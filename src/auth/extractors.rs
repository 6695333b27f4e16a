use async_trait::async_trait;
use axum::{
    extract::{FromRef, FromRequestParts, Request, State},
    http::{header::AUTHORIZATION, request::Parts, HeaderMap},
    middleware::Next,
    response::Response,
};
use tracing::{debug, warn};

use super::jwt::{Identity, JwtKeys};
use crate::error::AppError;

/// Pulls the token out of `Authorization: Bearer <token>`.
fn bearer_token(headers: &HeaderMap) -> Result<&str, AppError> {
    let auth = headers
        .get(AUTHORIZATION)
        .ok_or(AppError::Unauthorized("Missing Authorization header"))?
        .to_str()
        .map_err(|_| AppError::Unauthorized("Invalid Authorization header"))?;

    let token = auth
        .strip_prefix("Bearer ")
        .or_else(|| auth.strip_prefix("bearer "))
        .map(str::trim)
        .filter(|t| !t.is_empty())
        .ok_or(AppError::Unauthorized("Invalid Authorization header"))?;
    Ok(token)
}

fn authenticate(keys: &JwtKeys, headers: &HeaderMap) -> Result<Identity, AppError> {
    let token = bearer_token(headers)?;
    keys.verify(token).map_err(|e| {
        warn!(error = %e, "invalid or expired token");
        AppError::Unauthorized("Invalid or expired token")
    })
}

/// Guard for protected routes: verifies the bearer token and stores the
/// [`Identity`] in request extensions. The inner handler never runs on failure.
pub async fn require_auth(
    State(keys): State<JwtKeys>,
    mut req: Request,
    next: Next,
) -> Result<Response, AppError> {
    let identity = authenticate(&keys, req.headers())?;
    debug!(user_id = identity.user_id, email = %identity.email, "request authenticated");
    req.extensions_mut().insert(identity);
    Ok(next.run(req).await)
}

/// Authenticated caller, as placed in the request by [`require_auth`].
pub struct AuthUser(pub Identity);

#[async_trait]
impl<S> FromRequestParts<S> for AuthUser
where
    S: Send + Sync,
    JwtKeys: FromRef<S>,
{
    type Rejection = AppError;

    async fn from_request_parts(parts: &mut Parts, state: &S) -> Result<Self, Self::Rejection> {
        if let Some(identity) = parts.extensions.get::<Identity>() {
            return Ok(AuthUser(identity.clone()));
        }
        // Route was mounted without the guard; verify here instead.
        let keys = JwtKeys::from_ref(state);
        authenticate(&keys, &parts.headers).map(AuthUser)
    }
}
----
Filter the entries above down to the lines that hold the word "FromRef", and copy those lines.

• [ANSWER BOX]:
    extract::{FromRef, FromRequestParts, Request, State},
    JwtKeys: FromRef<S>,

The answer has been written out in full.